▶ [DATA TO PROCESS]:
==*==
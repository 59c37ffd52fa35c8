//! Core type definitions for TideDB.

use bytes::Bytes;
use serde::{Deserialize, Serialize};
use std::fmt;

/// A key as stored in segments and manifest descriptors.
///
/// Keys compare bytewise.
pub type Key = Bytes;

/// Monotonic sequence number.
///
/// Used both for record versions and for naming manifest snapshots and
/// merge outputs, so that no two updates ever write the same file.
#[derive(
    Debug, Clone, Copy, PartialEq, Eq, PartialOrd, Ord, Hash, Default, Serialize, Deserialize,
)]
pub struct SequenceNumber(pub u64);

impl SequenceNumber {
    /// Creates a new sequence number.
    #[must_use]
    pub const fn new(seq: u64) -> Self {
        Self(seq)
    }

    /// Returns the raw sequence value.
    #[must_use]
    pub const fn as_u64(self) -> u64 {
        self.0
    }

    /// Returns the next sequence number.
    #[must_use]
    pub const fn next(self) -> Self {
        Self(self.0 + 1)
    }
}

impl fmt::Display for SequenceNumber {
    fn fmt(&self, f: &mut fmt::Formatter<'_>) -> fmt::Result {
        write!(f, "seq:{}", self.0)
    }
}

/// A level of the tree. Level 0 receives flushed segments; deeper levels hold
/// older, more merged data.
#[derive(
    Debug, Clone, Copy, PartialEq, Eq, PartialOrd, Ord, Hash, Default, Serialize, Deserialize,
)]
pub struct LevelId(pub u32);

impl LevelId {
    /// Creates a level id.
    #[must_use]
    pub const fn new(level: u32) -> Self {
        Self(level)
    }

    /// Returns the raw level number.
    #[must_use]
    pub const fn as_u32(self) -> u32 {
        self.0
    }

    /// Returns the level that receives this level's compactions.
    #[must_use]
    pub const fn next(self) -> Self {
        Self(self.0 + 1)
    }
}

impl fmt::Display for LevelId {
    fn fmt(&self, f: &mut fmt::Formatter<'_>) -> fmt::Result {
        write!(f, "L{}", self.0)
    }
}

/// Range of keys a segment cursor should cover.
#[derive(Debug, Clone, PartialEq, Eq)]
pub enum KeyRange {
    /// Every entry in the segment.
    All,
    /// Entries with `start <= key <= end`.
    Bounded {
        /// Inclusive lower bound.
        start: Key,
        /// Inclusive upper bound.
        end: Key,
    },
}

impl KeyRange {
    /// Creates an inclusive bounded range.
    pub fn bounded(start: impl Into<Key>, end: impl Into<Key>) -> Self {
        Self::Bounded {
            start: start.into(),
            end: end.into(),
        }
    }

    /// Returns true if `key` falls inside the range.
    #[must_use]
    pub fn contains(&self, key: &[u8]) -> bool {
        match self {
            Self::All => true,
            Self::Bounded { start, end } => start.as_ref() <= key && key <= end.as_ref(),
        }
    }
}

/// Computes a CRC32 (IEEE) checksum.
#[must_use]
pub fn compute_crc32(data: &[u8]) -> u32 {
    const CRC32_TABLE: [u32; 256] = {
        let mut table = [0u32; 256];
        let mut i = 0;
        while i < 256 {
            let mut crc = i as u32;
            let mut j = 0;
            while j < 8 {
                if crc & 1 != 0 {
                    crc = (crc >> 1) ^ 0xEDB8_8320;
                } else {
                    crc >>= 1;
                }
                j += 1;
            }
            table[i] = crc;
            i += 1;
        }
        table
    };

    let mut crc = 0xFFFF_FFFF_u32;
    for &byte in data {
        let index = ((crc ^ u32::from(byte)) & 0xFF) as usize;
        crc = (crc >> 8) ^ CRC32_TABLE[index];
    }
    !crc
}
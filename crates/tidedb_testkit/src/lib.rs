//! # TideDB Testkit
//!
//! Test utilities for TideDB.
//!
//! This crate provides:
//! - Temporary ledgers and segment builders
//! - Property-based generators for merge inputs
//! - A recording compaction owner for handshake tests
//!
//! ## Usage
//!
//! ```rust,ignore
//! use tidedb_testkit::prelude::*;
//!
//! #[test]
//! fn merge_into_level_one() {
//!     let mut ledger = TestLedger::new();
//!     let upper = ledger.file_entry(LevelId::new(0), 0..100, "new");
//!     // ...
//! }
//! ```

#![deny(unsafe_code)]
#![warn(missing_docs)]

pub mod fixtures;
pub mod generators;
pub mod owner;

use tracing_subscriber::EnvFilter;

/// Installs a test log subscriber honouring `RUST_LOG`.
///
/// Safe to call from every test; only the first call installs anything.
pub fn init_tracing() {
    let filter = EnvFilter::try_from_default_env().unwrap_or_else(|_| EnvFilter::new("warn"));
    let _ = tracing_subscriber::fmt()
        .with_env_filter(filter)
        .with_test_writer()
        .try_init();
}

/// Prelude module for convenient imports
pub mod prelude {
    pub use crate::fixtures::*;
    pub use crate::generators::*;
    pub use crate::init_tracing;
    pub use crate::owner::*;
    pub use tidedb_core::{
        CompactionConfig, LevelId, Manifest, ManifestEntry, SegmentRecord, SequenceNumber,
    };
}

pub use fixtures::*;
pub use generators::*;
pub use owner::*;
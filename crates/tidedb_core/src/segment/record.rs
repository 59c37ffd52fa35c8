//! Segment record types.

use crate::error::{CoreError, CoreResult};
use crate::types::{compute_crc32, Key, SequenceNumber};
use bytes::Bytes;

/// Flags for segment records.
#[derive(Debug, Clone, Copy, PartialEq, Eq, Default)]
pub struct SegmentRecordFlags(u8);

impl SegmentRecordFlags {
    /// No flags set.
    pub const NONE: Self = Self(0);
    /// Record is a tombstone (key deleted).
    pub const TOMBSTONE: Self = Self(0x01);

    /// Creates new flags from raw byte.
    #[must_use]
    pub const fn from_byte(b: u8) -> Self {
        Self(b)
    }

    /// Returns the raw byte value.
    #[must_use]
    pub const fn as_byte(self) -> u8 {
        self.0
    }

    /// Checks if tombstone flag is set.
    #[must_use]
    pub const fn is_tombstone(self) -> bool {
        self.0 & 0x01 != 0
    }
}

/// The value half of a record.
#[derive(Debug, Clone, PartialEq, Eq)]
pub enum RecordValue {
    /// A live value.
    Put(Bytes),
    /// A deletion marker.
    Tombstone,
}

impl RecordValue {
    fn flags(&self) -> SegmentRecordFlags {
        match self {
            Self::Put(_) => SegmentRecordFlags::NONE,
            Self::Tombstone => SegmentRecordFlags::TOMBSTONE,
        }
    }

    fn payload(&self) -> &[u8] {
        match self {
            Self::Put(value) => value,
            Self::Tombstone => &[],
        }
    }
}

/// A key/value record stored in a segment.
///
/// ```text
/// | record_len (4) | flags (1) | sequence (8) | key_len (4) | key | value | crc32 (4) |
/// ```
#[derive(Debug, Clone, PartialEq, Eq)]
pub struct SegmentRecord {
    /// Record key.
    pub key: Key,
    /// Value or tombstone.
    pub value: RecordValue,
    /// Sequence number the record was written at.
    pub sequence: SequenceNumber,
}

impl SegmentRecord {
    /// Fixed header: record_len (4) + flags (1) + sequence (8) + key_len (4).
    const HEADER_SIZE: usize = 17;
    /// CRC size.
    const CRC_SIZE: usize = 4;

    /// Creates a put record.
    pub fn put(key: impl Into<Key>, value: impl Into<Bytes>, sequence: SequenceNumber) -> Self {
        Self {
            key: key.into(),
            value: RecordValue::Put(value.into()),
            sequence,
        }
    }

    /// Creates a tombstone record.
    pub fn tombstone(key: impl Into<Key>, sequence: SequenceNumber) -> Self {
        Self {
            key: key.into(),
            value: RecordValue::Tombstone,
            sequence,
        }
    }

    /// Returns whether this is a tombstone.
    #[must_use]
    pub fn is_tombstone(&self) -> bool {
        matches!(self.value, RecordValue::Tombstone)
    }

    /// Returns the live value, or `None` for a tombstone.
    #[must_use]
    pub fn value(&self) -> Option<&Bytes> {
        match &self.value {
            RecordValue::Put(value) => Some(value),
            RecordValue::Tombstone => None,
        }
    }

    /// Returns the encoded size of this record.
    #[must_use]
    pub fn encoded_size(&self) -> usize {
        Self::HEADER_SIZE + self.key.len() + self.value.payload().len() + Self::CRC_SIZE
    }

    /// Encodes the record to bytes.
    pub fn encode(&self) -> CoreResult<Vec<u8>> {
        let record_len = u32::try_from(self.encoded_size())
            .map_err(|_| CoreError::invalid_operation("record exceeds 4 GiB"))?;
        let key_len = u32::try_from(self.key.len())
            .map_err(|_| CoreError::invalid_operation("key exceeds 4 GiB"))?;

        let mut buf = Vec::with_capacity(record_len as usize);
        buf.extend_from_slice(&record_len.to_le_bytes());
        buf.push(self.value.flags().as_byte());
        buf.extend_from_slice(&self.sequence.as_u64().to_le_bytes());
        buf.extend_from_slice(&key_len.to_le_bytes());
        buf.extend_from_slice(&self.key);
        buf.extend_from_slice(self.value.payload());

        // CRC32 over everything before it
        let crc = compute_crc32(&buf);
        buf.extend_from_slice(&crc.to_le_bytes());

        Ok(buf)
    }

    /// Reads the `record_len` prefix of an encoded record.
    pub(crate) fn peek_len(prefix: &[u8]) -> CoreResult<usize> {
        let bytes: [u8; 4] = prefix
            .get(..4)
            .and_then(|b| b.try_into().ok())
            .ok_or_else(|| CoreError::segment_corruption("truncated record length"))?;
        let len = u32::from_le_bytes(bytes) as usize;
        if len < Self::HEADER_SIZE + Self::CRC_SIZE {
            return Err(CoreError::segment_corruption(format!(
                "record length {len} below minimum"
            )));
        }
        Ok(len)
    }

    /// Decodes a record from bytes.
    pub fn decode(data: &[u8]) -> CoreResult<Self> {
        let record_len = Self::peek_len(data)?;
        if data.len() < record_len {
            return Err(CoreError::segment_corruption("incomplete record"));
        }

        let body = &data[..record_len - Self::CRC_SIZE];
        let stored_crc = u32::from_le_bytes([
            data[record_len - 4],
            data[record_len - 3],
            data[record_len - 2],
            data[record_len - 1],
        ]);
        let computed_crc = compute_crc32(body);
        if stored_crc != computed_crc {
            return Err(CoreError::ChecksumMismatch {
                expected: stored_crc,
                actual: computed_crc,
            });
        }

        let flags = SegmentRecordFlags::from_byte(body[4]);
        let sequence = SequenceNumber::new(u64::from_le_bytes([
            body[5], body[6], body[7], body[8], body[9], body[10], body[11], body[12],
        ]));
        let key_len = u32::from_le_bytes([body[13], body[14], body[15], body[16]]) as usize;

        let key_end = Self::HEADER_SIZE
            .checked_add(key_len)
            .filter(|&end| end <= body.len())
            .ok_or_else(|| CoreError::segment_corruption("key extends beyond record"))?;
        let key = Bytes::copy_from_slice(&body[Self::HEADER_SIZE..key_end]);
        let payload = &body[key_end..];

        let value = if flags.is_tombstone() {
            if !payload.is_empty() {
                return Err(CoreError::segment_corruption("tombstone carries a value"));
            }
            RecordValue::Tombstone
        } else {
            RecordValue::Put(Bytes::copy_from_slice(payload))
        };

        Ok(Self {
            key,
            value,
            sequence,
        })
    }
}
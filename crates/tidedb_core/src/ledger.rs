//! Ledger directory management.
//!
//! This module handles the file system layout of one TideDB ledger:
//!
//! ```text
//! <ledger>/
//! ├─ LOCK                              # Advisory lock for a single owner
//! ├─ manifest/
//! │  └─ 00000000000000000042.man       # One snapshot per manifest update
//! └─ segments/
//!    └─ 42_1_0.seg                     # <sequence>_<level>_<counter>.seg
//! ```
//!
//! Snapshot and segment names embed a monotonically increasing sequence
//! number, so every update writes files that did not exist before.

use crate::error::{CoreError, CoreResult};
use crate::manifest::Manifest;
use crate::types::{LevelId, SequenceNumber};
use fs2::FileExt;
use std::collections::HashSet;
use std::fs::{self, File, OpenOptions};
use std::path::{Path, PathBuf};

const LOCK_FILE: &str = "LOCK";
const MANIFEST_DIR: &str = "manifest";
const SEGMENTS_DIR: &str = "segments";
const MANIFEST_EXT: &str = "man";
const SEGMENT_EXT: &str = "seg";

/// Owns the ledger directory and its advisory lock.
///
/// Only one `LedgerDir` can exist per directory at a time.
#[derive(Debug)]
pub struct LedgerDir {
    path: PathBuf,
    _lock_file: File,
}

impl LedgerDir {
    /// Opens or creates a ledger directory.
    ///
    /// # Errors
    ///
    /// Returns an error if:
    /// - The directory doesn't exist and `create_if_missing` is false
    /// - Another process holds the lock (returns `LedgerLocked`)
    /// - I/O errors occur
    pub fn open(path: &Path, create_if_missing: bool) -> CoreResult<Self> {
        if !path.exists() {
            if create_if_missing {
                fs::create_dir_all(path)?;
            } else {
                return Err(CoreError::invalid_format(format!(
                    "ledger directory does not exist: {}",
                    path.display()
                )));
            }
        }

        if !path.is_dir() {
            return Err(CoreError::invalid_format(format!(
                "path is not a directory: {}",
                path.display()
            )));
        }

        let lock_file = OpenOptions::new()
            .read(true)
            .write(true)
            .create(true)
            .truncate(false)
            .open(path.join(LOCK_FILE))?;
        if lock_file.try_lock_exclusive().is_err() {
            return Err(CoreError::LedgerLocked);
        }

        fs::create_dir_all(path.join(MANIFEST_DIR))?;
        fs::create_dir_all(path.join(SEGMENTS_DIR))?;

        Ok(Self {
            path: path.to_path_buf(),
            _lock_file: lock_file,
        })
    }

    /// Returns the ledger root.
    #[must_use]
    pub fn path(&self) -> &Path {
        &self.path
    }

    /// Returns the directory holding manifest snapshots.
    #[must_use]
    pub fn manifest_dir(&self) -> PathBuf {
        self.path.join(MANIFEST_DIR)
    }

    /// Returns the directory holding segment files.
    #[must_use]
    pub fn segments_dir(&self) -> PathBuf {
        self.path.join(SEGMENTS_DIR)
    }

    /// Path of the manifest snapshot written for `sequence`.
    #[must_use]
    pub fn manifest_path(&self, sequence: SequenceNumber) -> PathBuf {
        self.manifest_dir()
            .join(format!("{:020}.{MANIFEST_EXT}", sequence.as_u64()))
    }

    /// Path of the `counter`-th output file of the merge numbered `sequence`.
    #[must_use]
    pub fn segment_path(&self, sequence: SequenceNumber, level: LevelId, counter: u32) -> PathBuf {
        self.segments_dir()
            .join(segment_file_name(sequence, level, counter))
    }

    /// Lists manifest snapshots, oldest first.
    pub fn list_manifests(&self) -> CoreResult<Vec<(SequenceNumber, PathBuf)>> {
        let mut found = Vec::new();
        for dirent in fs::read_dir(self.manifest_dir())? {
            let path = dirent?.path();
            if path.extension().and_then(|e| e.to_str()) != Some(MANIFEST_EXT) {
                continue;
            }
            let Some(seq) = path
                .file_stem()
                .and_then(|s| s.to_str())
                .and_then(|s| s.parse::<u64>().ok())
            else {
                continue;
            };
            found.push((SequenceNumber::new(seq), path));
        }
        found.sort_by_key(|(seq, _)| *seq);
        Ok(found)
    }

    /// Removes snapshots older than `sequence`. Returns how many were removed.
    ///
    /// Older snapshots may reference segments that were already deleted, so
    /// they are useless once a newer one is durable.
    pub fn remove_manifests_before(&self, sequence: SequenceNumber) -> CoreResult<usize> {
        let mut removed = 0;
        for (seq, path) in self.list_manifests()? {
            if seq >= sequence {
                break;
            }
            fs::remove_file(&path)?;
            removed += 1;
        }
        Ok(removed)
    }

    /// Lists every segment file in the ledger.
    pub fn list_segment_files(&self) -> CoreResult<Vec<PathBuf>> {
        let mut files = Vec::new();
        for dirent in fs::read_dir(self.segments_dir())? {
            let path = dirent?.path();
            if path.extension().and_then(|e| e.to_str()) == Some(SEGMENT_EXT) {
                files.push(path);
            }
        }
        files.sort();
        Ok(files)
    }

    /// Returns the highest sequence number used by any file in the ledger.
    pub fn highest_sequence(&self) -> CoreResult<SequenceNumber> {
        let manifests = self
            .list_manifests()?
            .last()
            .map_or(0, |(seq, _)| seq.as_u64());
        let segments = self
            .list_segment_files()?
            .iter()
            .filter_map(|path| segment_sequence(path))
            .max()
            .unwrap_or(0);
        Ok(SequenceNumber::new(manifests.max(segments)))
    }

    /// Segment files not referenced by `manifest`.
    ///
    /// These are left behind by rejected swaps, failed merges, or crashes
    /// between writing outputs and publishing them.
    pub fn find_orphans(&self, manifest: &Manifest) -> CoreResult<Vec<PathBuf>> {
        let live: HashSet<&Path> = manifest
            .entries()
            .map(|entry| entry.filename.as_path())
            .collect();
        Ok(self
            .list_segment_files()?
            .into_iter()
            .filter(|path| !live.contains(path.as_path()))
            .collect())
    }

    /// Syncs the manifest directory so new snapshot names are durable.
    #[cfg(unix)]
    pub fn sync_manifest_dir(&self) -> CoreResult<()> {
        File::open(self.manifest_dir())?.sync_all()?;
        Ok(())
    }

    /// Syncs the manifest directory so new snapshot names are durable.
    #[cfg(not(unix))]
    pub fn sync_manifest_dir(&self) -> CoreResult<()> {
        // NTFS journals metadata; directory handles cannot be fsynced.
        Ok(())
    }
}

/// File name of the `counter`-th segment written at `level` by update `sequence`.
#[must_use]
pub fn segment_file_name(sequence: SequenceNumber, level: LevelId, counter: u32) -> String {
    format!(
        "{}_{}_{counter}.{SEGMENT_EXT}",
        sequence.as_u64(),
        level.as_u32()
    )
}

fn segment_sequence(path: &Path) -> Option<u64> {
    path.file_stem()?
        .to_str()?
        .split('_')
        .next()?
        .parse()
        .ok()
}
==*==
▶ [EXERCISE]:
Copy every line of the records above, starting with the first, up to and including the line containing "manifest snapshots and".

▶ [RESULT]:
repository 59c37ffd52fa35c8
//! Core type definitions for TideDB.

use bytes::Bytes;
use serde::{Deserialize, Serialize};
use std::fmt;

/// A key as stored in segments and manifest descriptors.
///
/// Keys compare bytewise.
pub type Key = Bytes;

/// Monotonic sequence number.
///
/// Used both for record versions and for naming manifest snapshots and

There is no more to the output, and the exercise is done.